I can't stop thinking about you

 As monks and smokers know very well, the repetition of gestures is serotoninergic, it generates a sense of well being... - Massimiliano Gioni (1)

Work No. 1092, MOTHERS, 2011

Martin Creed's current exhibition at Hauser and Wirth is rich in gesture. While the large sculptural piece MOTHERS deals in majesty and monument, creating a blithe sense of the heroic with its wild motion and Vegas neon, the collection of smaller works plays with a tension between a democratic simplicity, (which threatens to render the works authorless) and an implicit trace of presence. 

To begin with, the installation of over 40 small paintings interspersed with the 'dog' photographs and several wall pieces, gives off a beguiling sense of the collective. There is iconography of the tribal, elemental and monolithic (potential work up drawings for the Mothers piece?) the jewel-like traces of a civilisation working in the most lucid of visual vocabularies. The works move through geometries, systems of order, what it means to fill a page and what is meant in turn by blank spaces. They consider what is worth documenting and displaying. Creed's gestures of ordering and experiment are fervent and joyful, they ransack the pallette and spill over on to the walls. 

Work No. 1139, 2011

Work No. 1159, 2011

Work No. 1104, 2011

The Italian theorist Giorgio Agamben writes about "a generalised catastrophe in the sphere of gestures"(2) a  moment in the early 20th century when the entire human race seemed gripped by a Tourettes-like condition  of physical disarray. For Agamben, this crisis is both reified and buried by the development of cinema and the reflection of humanity in the moving image. The eternal disconnect of recognition associated with seeing oneself on screen (Barthes speaks of this too in relation to photography). Outside of his visual work, Creed seems to challenge this problem of corporeal disaster head on, perhaps most prosaically with his band, where, as Massimiliano Gioni comments, deranged repetition, the universal Tourettes, is gleeful, absurd, freeing, regenerative...
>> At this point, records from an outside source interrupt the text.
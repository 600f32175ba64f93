use anyhow::Result;
use clap::Parser;
use diskforge_cli::mkdi::{run, MkdiArgs};
use diskforge_cli::setup_default_tracing;

fn main() -> Result<()> {
    let args = MkdiArgs::parse();
    setup_default_tracing();
    run(&args)?;
    Ok(())
}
But there are parallels too with Agamben's further definition of gesture as something 'supporting' human consciousness, as opposed to having any tangible active, performative or aesthetic purpose of its own. This is called to mind in the one video work in the exhibition where, over the space of four minutes, we watch as the camera focuses exclusively on a body in the flux of inherent gesture. 

The areole contracts and relaxes. 
Operative, responsive, native. 
Supportive of thought and in harmony with the experience of an environment.  

Work No. 1177

Creed's work is often spoken of in terms of nothingness. The achievement of a pure, clear absence by the simplicity of process, genericism, slightness and restraint. He himself talks about the triumph of feelings over ideas. Of making noises - implicit noises that we can't help. Breath, stammers, expletive repeats.... fascination with A followed by B followed by C.  And the same goes for movement - contractions, fluxes, jerks and marks made on canvas proliferate in an meant effort of letting go, that manifests as holding fast. 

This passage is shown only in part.